BRIEF – Examine the records below and count how many lines contain the string "matches". Give only the number.

(Items listed in a dataset)
"""

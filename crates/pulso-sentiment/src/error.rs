use thiserror::Error;

#[derive(Debug, Error)]
pub enum SentimentError {
    #[error("HTTP error: {0}")]
    Http(#[from] reqwest::Error),

    #[error("inference server returned status {status}: {message}")]
    Inference { status: u16, message: String },

    #[error("JSON deserialization error for {context}: {source}")]
    Deserialize {
        context: String,
        #[source]
        source: serde_json::Error,
    },

    #[error("model returned {got} predictions for {expected} inputs")]
    ShapeMismatch { expected: usize, got: usize },

    #[error("model returned unknown class label '{0}'")]
    UnknownLabel(String),

    #[error("invalid inference configuration: {0}")]
    Config(String),
}
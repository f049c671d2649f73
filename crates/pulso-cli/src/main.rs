mod analyze;

use clap::{Parser, Subcommand};
use tracing_subscriber::EnvFilter;

#[derive(Debug, Parser)]
#[command(name = "pulso-cli")]
#[command(about = "Pulso campaign analysis from the command line")]
struct Cli {
    #[command(subcommand)]
    command: Commands,
}

#[derive(Debug, Subcommand)]
enum Commands {
    /// Run one analysis and print the JSON response to stdout
    Analyze {
        /// Target municipality or city (defaults to PULSO_DEFAULT_LOCATION)
        #[arg(long)]
        location: Option<String>,
        /// Candidate named in the speech
        #[arg(long)]
        candidate_name: Option<String>,
        /// Restrict searches to posts mentioning this politician
        #[arg(long)]
        politician: Option<String>,
        /// Pretty-print the JSON output
        #[arg(long)]
        pretty: bool,
    },
    /// List the PND concepts and their search keywords
    Concepts,
}

fn init_tracing(default_level: &str) -> anyhow::Result<()> {
    let env_filter =
        EnvFilter::try_from_default_env().or_else(|_| EnvFilter::try_new(default_level))?;
    tracing_subscriber::fmt()
        .with_env_filter(env_filter)
        .with_writer(std::io::stderr)
        .init();
    Ok(())
}

#[tokio::main]
async fn main() -> anyhow::Result<()> {
    dotenvy::dotenv().ok();

    let cli = Cli::parse();
    match cli.command {
        Commands::Analyze {
            location,
            candidate_name,
            politician,
            pretty,
        } => {
            let config = pulso_core::load_app_config()?;
            init_tracing(&config.log_level)?;
            let request = pulso_report::AnalysisRequest {
                location,
                candidate_name,
                politician,
            };
            analyze::run_analyze(&config, request, pretty).await?;
        }
        Commands::Concepts => {
            init_tracing("warn")?;
            print!("{}", analyze::concept_listing());
        }
    }

    Ok(())
}
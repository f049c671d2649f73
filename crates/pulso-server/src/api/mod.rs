mod analyze;

use std::sync::Arc;

use axum::{
    http::{header, HeaderName, Method, StatusCode},
    response::IntoResponse,
    routing::{get, post},
    Json, Router,
};
use pulso_report::{AnalyzeResponse, PipelineError};
use serde::Serialize;
use tokio::sync::Mutex;
use tower::ServiceBuilder;
use tower_http::{cors::CorsLayer, trace::TraceLayer};

pub use analyze::Analyzer;

use crate::middleware::{request_id, RequestId, REQUEST_ID_HEADER};

/// Shared handler state: the analyzer built at startup and the lock that
/// keeps runs from overlapping.
pub struct AppState<A> {
    pub analyzer: Arc<A>,
    run_lock: Arc<Mutex<()>>,
}

impl<A> AppState<A> {
    pub fn new(analyzer: A) -> Self {
        Self {
            analyzer: Arc::new(analyzer),
            run_lock: Arc::new(Mutex::new(())),
        }
    }
}

impl<A> Clone for AppState<A> {
    fn clone(&self) -> Self {
        Self {
            analyzer: Arc::clone(&self.analyzer),
            run_lock: Arc::clone(&self.run_lock),
        }
    }
}

#[derive(Debug)]
pub struct ApiError {
    status: StatusCode,
    message: String,
}

impl ApiError {
    pub fn bad_request(message: impl Into<String>) -> Self {
        Self {
            status: StatusCode::BAD_REQUEST,
            message: message.into(),
        }
    }

    pub(super) fn from_pipeline(req_id: &RequestId, error: &PipelineError) -> Self {
        let status = match error {
            PipelineError::InvalidRequest(_) => StatusCode::BAD_REQUEST,
            PipelineError::Aborted(_)
            | PipelineError::SearchSetup(_)
            | PipelineError::SentimentSetup(_) => StatusCode::INTERNAL_SERVER_ERROR,
        };
        if status.is_server_error() {
            tracing::error!(request_id = %req_id.0, error = %error, "analysis failed");
        } else {
            tracing::warn!(request_id = %req_id.0, error = %error, "analysis request rejected");
        }
        Self {
            status,
            message: error.to_string(),
        }
    }
}

impl IntoResponse for ApiError {
    fn into_response(self) -> axum::response::Response {
        (self.status, Json(AnalyzeResponse::error(self.message))).into_response()
    }
}

#[derive(Debug, Serialize, PartialEq, Eq)]
struct HealthData {
    status: &'static str,
}

async fn health() -> Json<HealthData> {
    Json(HealthData { status: "ok" })
}

fn build_cors() -> CorsLayer {
    CorsLayer::new()
        .allow_origin(tower_http::cors::Any)
        .allow_methods([Method::GET, Method::POST])
        .allow_headers([header::CONTENT_TYPE, HeaderName::from_static(REQUEST_ID_HEADER)])
}

pub fn build_app<A: Analyzer>(state: AppState<A>) -> Router {
    Router::new()
        .route("/health", get(health))
        .route("/analyze", post(analyze::analyze::<A>))
        .layer(
            ServiceBuilder::new()
                .layer(TraceLayer::new_for_http())
                .layer(build_cors())
                .layer(axum::middleware::from_fn(request_id)),
        )
        .with_state(state)
}

#[cfg(test)]
mod tests {
    use axum::body::{to_bytes, Body};
    use axum::http::Request;
    use pulso_core::Concept;
    use pulso_report::{
        AnalysisOutcome, AnalysisRequest, Classification, Pipeline, RunStats, NO_ANALYSIS, NO_PLAN,
    };
    use pulso_search::{BackoffPolicy, RecentSearch, SearchError, SearchGateway, SearchPage};
    use pulso_sentiment::{ClassScores, SentimentClassifier, SentimentError, SentimentModel};
    use serde_json::{json, Value};
    use tower::ServiceExt;

    use super::*;

    struct EmptySearch;

    impl RecentSearch for EmptySearch {
        async fn search_recent(&self, _query: &str, _max: u32) -> Result<SearchPage, SearchError> {
            Ok(SearchPage::default())
        }
    }

    struct NeutralModel;

    impl SentimentModel for NeutralModel {
        async fn predict(&self, texts: &[&str]) -> Result<Vec<ClassScores>, SentimentError> {
            Ok(vec![[0.0, 1.0, 0.0]; texts.len()])
        }
    }

    fn empty_pipeline() -> Pipeline<EmptySearch, NeutralModel> {
        Pipeline::new(
            SearchGateway::new(EmptySearch, 10, BackoffPolicy::from_secs(3, 0)),
            SentimentClassifier::new(NeutralModel),
            "Bogotá",
        )
    }

    struct PanickingAnalyzer;

    impl Analyzer for PanickingAnalyzer {
        async fn analyze(
            &self,
            _request: AnalysisRequest,
        ) -> Result<AnalysisOutcome, PipelineError> {
            panic!("sentiment model state corrupted")
        }
    }

    /// Sleeps, then records how many runs were in flight at once.
    struct SlowAnalyzer {
        in_flight: std::sync::atomic::AtomicUsize,
        max_seen: std::sync::atomic::AtomicUsize,
    }

    impl Analyzer for SlowAnalyzer {
        async fn analyze(
            &self,
            request: AnalysisRequest,
        ) -> Result<AnalysisOutcome, PipelineError> {
            use std::sync::atomic::Ordering;

            let now = self.in_flight.fetch_add(1, Ordering::SeqCst) + 1;
            self.max_seen.fetch_max(now, Ordering::SeqCst);
            tokio::time::sleep(std::time::Duration::from_millis(20)).await;
            self.in_flight.fetch_sub(1, Ordering::SeqCst);

            let request = request.resolve("Bogotá")?;
            let classification = Classification::default();
            let (report, chart_data) =
                pulso_report::synthesize(&classification, &request.candidate_name, &request.location);
            Ok(AnalysisOutcome {
                request,
                classification,
                chart_data,
                report,
                stats: RunStats::default(),
            })
        }
    }

    fn post_analyze(body: impl Into<Body>) -> Request<Body> {
        Request::builder()
            .method("POST")
            .uri("/analyze")
            .header(header::CONTENT_TYPE, "application/json")
            .body(body.into())
            .expect("request")
    }

    async fn json_body(response: axum::response::Response) -> Value {
        let body = to_bytes(response.into_body(), usize::MAX)
            .await
            .expect("body bytes");
        serde_json::from_slice(&body).expect("json parse")
    }

    #[tokio::test]
    async fn health_reports_ok() {
        let app = build_app(AppState::new(empty_pipeline()));
        let response = app
            .oneshot(Request::builder().uri("/health").body(Body::empty()).expect("request"))
            .await
            .expect("response");
        assert_eq!(response.status(), StatusCode::OK);
        assert_eq!(json_body(response).await, json!({"status": "ok"}));
    }

    #[tokio::test]
    async fn analyze_without_posts_succeeds_with_no_data_report() {
        let app = build_app(AppState::new(empty_pipeline()));
        let body = json!({"location": "Medellín", "candidate_name": "Ana Pérez", "politician": null});
        let response = app
            .oneshot(post_analyze(body.to_string()))
            .await
            .expect("response");

        assert_eq!(response.status(), StatusCode::OK);
        assert!(response.headers().contains_key(REQUEST_ID_HEADER));
        let json = json_body(response).await;
        assert_eq!(json["status"], "success");
        assert_eq!(json["report"]["analisis"], NO_ANALYSIS);
        assert_eq!(json["report"]["plan"], NO_PLAN);
        assert_eq!(json["report"]["chart_config"]["type"], "bar");
        assert_eq!(json["chart_data"]["labels"], json!([]));
        assert!(json.get("message").is_none());
        assert!(json["report"]["discurso"]
            .as_str()
            .expect("speech")
            .contains(&format!("Respecto a {}:", Concept::Seguridad)));
    }

    #[tokio::test]
    async fn empty_object_uses_defaults() {
        let app = build_app(AppState::new(empty_pipeline()));
        let response = app.oneshot(post_analyze("{}")).await.expect("response");
        assert_eq!(response.status(), StatusCode::OK);
        let json = json_body(response).await;
        let speech = json["report"]["discurso"].as_str().expect("speech");
        assert!(speech.starts_with("Queridos ciudadanos de Bogotá, soy [Nombre del Candidato],"));
    }

    #[tokio::test]
    async fn malformed_body_is_a_structured_400() {
        let app = build_app(AppState::new(empty_pipeline()));
        let response = app
            .oneshot(post_analyze("{\"location\": "))
            .await
            .expect("response");
        assert_eq!(response.status(), StatusCode::BAD_REQUEST);
        let json = json_body(response).await;
        assert_eq!(json["status"], "error");
        assert!(json["message"].as_str().is_some_and(|m| !m.is_empty()));
        assert!(json.get("report").is_none());
    }

    #[tokio::test]
    async fn overlong_location_is_rejected() {
        let app = build_app(AppState::new(empty_pipeline()));
        let body = json!({"location": "x".repeat(500)});
        let response = app
            .oneshot(post_analyze(body.to_string()))
            .await
            .expect("response");
        assert_eq!(response.status(), StatusCode::BAD_REQUEST);
        assert_eq!(json_body(response).await["status"], "error");
    }

    #[tokio::test]
    async fn panicking_run_becomes_500() {
        let app = build_app(AppState::new(PanickingAnalyzer));
        let response = app.oneshot(post_analyze("{}")).await.expect("response");
        assert_eq!(response.status(), StatusCode::INTERNAL_SERVER_ERROR);
        let json = json_body(response).await;
        assert_eq!(json["status"], "error");
        assert!(json["message"]
            .as_str()
            .expect("message")
            .starts_with("analysis run failed"));
    }

    #[tokio::test]
    async fn concurrent_requests_run_one_at_a_time() {
        let analyzer = SlowAnalyzer {
            in_flight: std::sync::atomic::AtomicUsize::new(0),
            max_seen: std::sync::atomic::AtomicUsize::new(0),
        };
        let state = AppState::new(analyzer);
        let app = build_app(state.clone());

        let (a, b) = tokio::join!(
            app.clone().oneshot(post_analyze("{}")),
            app.oneshot(post_analyze("{}")),
        );
        assert_eq!(a.expect("response").status(), StatusCode::OK);
        assert_eq!(b.expect("response").status(), StatusCode::OK);
        assert_eq!(
            state
                .analyzer
                .max_seen
                .load(std::sync::atomic::Ordering::SeqCst),
            1
        );
    }

    #[test]
    fn invalid_request_maps_to_400() {
        let err = PipelineError::InvalidRequest("bad".to_owned());
        let response = ApiError::from_pipeline(&RequestId("r-1".to_owned()), &err).into_response();
        assert_eq!(response.status(), StatusCode::BAD_REQUEST);
    }
}
use crate::app_config::{AppConfig, Environment};
use crate::ConfigError;

/// Accepted range for `PULSO_SEARCH_MAX_RESULTS` (the recent-search endpoint's own limits).
const MAX_RESULTS_RANGE: std::ops::RangeInclusive<u32> = 10..=100;

/// Load application configuration from environment variables.
///
/// Calls `dotenvy::dotenv().ok()` to load `.env` files before reading env vars.
///
/// # Errors
///
/// Returns `ConfigError` if required env vars are missing or values are invalid.
pub fn load_app_config() -> Result<AppConfig, ConfigError> {
    dotenvy::dotenv().ok();
    load_app_config_from_env()
}

/// Load application configuration from environment variables already in the process.
///
/// Does not read `.env` files.
///
/// # Errors
///
/// Returns `ConfigError` if required env vars are missing or values are invalid.
pub fn load_app_config_from_env() -> Result<AppConfig, ConfigError> {
    build_app_config(|key| std::env::var(key))
}

/// Parse and validate configuration through `lookup`, so tests can feed a
/// plain `HashMap` instead of mutating the process environment.
fn build_app_config<F>(lookup: F) -> Result<AppConfig, ConfigError>
where
    F: Fn(&str) -> Result<String, std::env::VarError>,
{
    use std::net::SocketAddr;

    let require = |var: &str| -> Result<String, ConfigError> {
        lookup(var)
            .ok()
            .filter(|v| !v.trim().is_empty())
            .ok_or_else(|| ConfigError::MissingEnvVar(var.to_string()))
    };

    let or_default = |var: &str, default: &str| -> String {
        lookup(var).unwrap_or_else(|_| default.to_string())
    };

    let invalid = |var: &str, reason: String| ConfigError::InvalidEnvVar {
        var: var.to_string(),
        reason,
    };

    let parse_u32 = |var: &str, default: &str| -> Result<u32, ConfigError> {
        or_default(var, default)
            .parse::<u32>()
            .map_err(|e| invalid(var, e.to_string()))
    };

    let parse_u64 = |var: &str, default: &str| -> Result<u64, ConfigError> {
        or_default(var, default)
            .parse::<u64>()
            .map_err(|e| invalid(var, e.to_string()))
    };

    let x_bearer_token = require("PULSO_X_BEARER_TOKEN")?;

    let env = parse_environment(&or_default("PULSO_ENV", "development"));

    let bind_addr = or_default("PULSO_BIND_ADDR", "0.0.0.0:3000")
        .parse::<SocketAddr>()
        .map_err(|e| invalid("PULSO_BIND_ADDR", e.to_string()))?;
    let log_level = or_default("PULSO_LOG_LEVEL", "info");
    let x_base_url = or_default("PULSO_X_BASE_URL", "https://api.twitter.com");

    let search_max_results = parse_u32("PULSO_SEARCH_MAX_RESULTS", "10")?;
    if !MAX_RESULTS_RANGE.contains(&search_max_results) {
        return Err(invalid(
            "PULSO_SEARCH_MAX_RESULTS",
            format!(
                "{search_max_results} is outside {}..={}",
                MAX_RESULTS_RANGE.start(),
                MAX_RESULTS_RANGE.end()
            ),
        ));
    }
    let search_timeout_secs = parse_u64("PULSO_SEARCH_TIMEOUT_SECS", "30")?;
    let search_max_attempts = parse_u32("PULSO_SEARCH_MAX_ATTEMPTS", "3")?;
    let search_backoff_base_secs = parse_u64("PULSO_SEARCH_BACKOFF_BASE_SECS", "60")?;

    let sentiment_url = or_default("PULSO_SENTIMENT_URL", "http://localhost:8080");
    let sentiment_timeout_secs = parse_u64("PULSO_SENTIMENT_TIMEOUT_SECS", "60")?;

    let default_location = or_default("PULSO_DEFAULT_LOCATION", "Bogotá");

    Ok(AppConfig {
        env,
        bind_addr,
        log_level,
        x_bearer_token,
        x_base_url,
        search_max_results,
        search_timeout_secs,
        search_max_attempts,
        search_backoff_base_secs,
        sentiment_url,
        sentiment_timeout_secs,
        default_location,
    })
}

/// Unrecognized values default to `Environment::Development`.
fn parse_environment(s: &str) -> Environment {
    match s {
        "production" => Environment::Production,
        "test" => Environment::Test,
        _ => Environment::Development,
    }
}

#[cfg(test)]
mod tests {
    use std::collections::HashMap;
    use std::env::VarError;

    use super::*;

    fn lookup_from_map<'a>(
        map: &'a HashMap<&'a str, &'a str>,
    ) -> impl Fn(&str) -> Result<String, VarError> + 'a {
        move |key| {
            map.get(key)
                .map(|v| (*v).to_string())
                .ok_or(VarError::NotPresent)
        }
    }

    fn full_env<'a>() -> HashMap<&'a str, &'a str> {
        let mut m = HashMap::new();
        m.insert("PULSO_X_BEARER_TOKEN", "test-token");
        m
    }

    #[test]
    fn parse_environment_known_values() {
        assert_eq!(parse_environment("development"), Environment::Development);
        assert_eq!(parse_environment("test"), Environment::Test);
        assert_eq!(parse_environment("production"), Environment::Production);
    }

    #[test]
    fn parse_environment_unknown_defaults_to_development() {
        assert_eq!(parse_environment("staging"), Environment::Development);
    }

    #[test]
    fn build_app_config_fails_without_bearer_token() {
        let map: HashMap<&str, &str> = HashMap::new();
        let result = build_app_config(lookup_from_map(&map));
        assert!(
            matches!(result, Err(ConfigError::MissingEnvVar(ref v)) if v == "PULSO_X_BEARER_TOKEN"),
            "expected MissingEnvVar(PULSO_X_BEARER_TOKEN), got: {result:?}"
        );
    }

    #[test]
    fn build_app_config_treats_blank_token_as_missing() {
        let mut map = HashMap::new();
        map.insert("PULSO_X_BEARER_TOKEN", "   ");
        let result = build_app_config(lookup_from_map(&map));
        assert!(matches!(result, Err(ConfigError::MissingEnvVar(_))));
    }

    #[test]
    fn build_app_config_succeeds_with_defaults() {
        let map = full_env();
        let cfg = build_app_config(lookup_from_map(&map)).expect("config");
        assert_eq!(cfg.env, Environment::Development);
        assert_eq!(cfg.bind_addr.to_string(), "0.0.0.0:3000");
        assert_eq!(cfg.log_level, "info");
        assert_eq!(cfg.x_bearer_token, "test-token");
        assert_eq!(cfg.x_base_url, "https://api.twitter.com");
        assert_eq!(cfg.search_max_results, 10);
        assert_eq!(cfg.search_timeout_secs, 30);
        assert_eq!(cfg.search_max_attempts, 3);
        assert_eq!(cfg.search_backoff_base_secs, 60);
        assert_eq!(cfg.sentiment_url, "http://localhost:8080");
        assert_eq!(cfg.sentiment_timeout_secs, 60);
        assert_eq!(cfg.default_location, "Bogotá");
    }

    #[test]
    fn build_app_config_applies_overrides() {
        let mut map = full_env();
        map.insert("PULSO_ENV", "production");
        map.insert("PULSO_SEARCH_MAX_RESULTS", "50");
        map.insert("PULSO_SEARCH_BACKOFF_BASE_SECS", "5");
        map.insert("PULSO_DEFAULT_LOCATION", "Cali");
        let cfg = build_app_config(lookup_from_map(&map)).expect("config");
        assert_eq!(cfg.env, Environment::Production);
        assert_eq!(cfg.search_max_results, 50);
        assert_eq!(cfg.search_backoff_base_secs, 5);
        assert_eq!(cfg.default_location, "Cali");
    }

    #[test]
    fn build_app_config_fails_with_invalid_bind_addr() {
        let mut map = full_env();
        map.insert("PULSO_BIND_ADDR", "not-a-socket-addr");
        let result = build_app_config(lookup_from_map(&map));
        assert!(
            matches!(result, Err(ConfigError::InvalidEnvVar { ref var, .. }) if var == "PULSO_BIND_ADDR"),
            "expected InvalidEnvVar(PULSO_BIND_ADDR), got: {result:?}"
        );
    }

    #[test]
    fn build_app_config_rejects_max_results_out_of_range() {
        for raw in ["5", "101"] {
            let mut map = full_env();
            map.insert("PULSO_SEARCH_MAX_RESULTS", raw);
            let result = build_app_config(lookup_from_map(&map));
            assert!(
                matches!(result, Err(ConfigError::InvalidEnvVar { ref var, .. }) if var == "PULSO_SEARCH_MAX_RESULTS"),
                "expected InvalidEnvVar for {raw}, got: {result:?}"
            );
        }
    }

    #[test]
    fn build_app_config_rejects_non_numeric_attempts() {
        let mut map = full_env();
        map.insert("PULSO_SEARCH_MAX_ATTEMPTS", "many");
        let result = build_app_config(lookup_from_map(&map));
        assert!(
            matches!(result, Err(ConfigError::InvalidEnvVar { ref var, .. }) if var == "PULSO_SEARCH_MAX_ATTEMPTS"),
            "expected InvalidEnvVar(PULSO_SEARCH_MAX_ATTEMPTS), got: {result:?}"
        );
    }

    #[test]
    fn debug_output_redacts_bearer_token() {
        let map = full_env();
        let cfg = build_app_config(lookup_from_map(&map)).expect("config");
        let rendered = format!("{cfg:?}");
        assert!(!rendered.contains("test-token"));
        assert!(rendered.contains("[redacted]"));
    }
}
//! Batch sentiment labelling with a batch-granular neutral fallback.

use pulso_core::Sentiment;

use crate::model::{ClassScores, SentimentModel};

/// Labels for one batch, plus why the batch was defaulted (if it was).
#[derive(Debug, Clone, PartialEq, Eq)]
pub struct BatchSentiments {
    pub labels: Vec<Sentiment>,
    /// Set when inference failed and every label was defaulted to neutral.
    pub fallback_reason: Option<String>,
}

impl BatchSentiments {
    #[must_use]
    pub fn is_fallback(&self) -> bool {
        self.fallback_reason.is_some()
    }

    fn neutral(len: usize, reason: String) -> Self {
        Self {
            labels: vec![Sentiment::Neutral; len],
            fallback_reason: Some(reason),
        }
    }
}

/// Wraps a [`SentimentModel`] for batch inference.
///
/// Output always has the same length and order as the input. Inference
/// failures are logged and never propagated: the whole batch becomes
/// [`Sentiment::Neutral`].
pub struct SentimentClassifier<M> {
    model: M,
}

impl<M: SentimentModel + Sync> SentimentClassifier<M> {
    #[must_use]
    pub fn new(model: M) -> Self {
        Self { model }
    }

    /// One label per text. Empty input returns empty output without calling the model.
    pub async fn classify(&self, texts: &[&str]) -> Vec<Sentiment> {
        self.classify_batch(texts).await.labels
    }

    /// Like [`SentimentClassifier::classify`], also reporting whether the
    /// batch fell back to neutral.
    pub async fn classify_batch(&self, texts: &[&str]) -> BatchSentiments {
        if texts.is_empty() {
            return BatchSentiments {
                labels: Vec::new(),
                fallback_reason: None,
            };
        }

        match self.model.predict(texts).await {
            Ok(scores) if scores.len() == texts.len() => BatchSentiments {
                labels: scores.iter().map(strongest_class).collect(),
                fallback_reason: None,
            },
            Ok(scores) => {
                let reason = format!(
                    "model returned {} predictions for {} inputs",
                    scores.len(),
                    texts.len()
                );
                tracing::error!(batch = texts.len(), %reason, "sentiment inference failed; defaulting batch to neutral");
                BatchSentiments::neutral(texts.len(), reason)
            }
            Err(e) => {
                tracing::error!(batch = texts.len(), error = %e, "sentiment inference failed; defaulting batch to neutral");
                BatchSentiments::neutral(texts.len(), e.to_string())
            }
        }
    }
}

/// Highest-probability class; ties go to the lower class index.
fn strongest_class(scores: &ClassScores) -> Sentiment {
    let mut best = 0;
    for (index, score) in scores.iter().enumerate().skip(1) {
        if score.total_cmp(&scores[best]).is_gt() {
            best = index;
        }
    }
    Sentiment::from_class_index(best).unwrap_or(Sentiment::Neutral)
}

"""

RESULT FOR THIS TASK – 5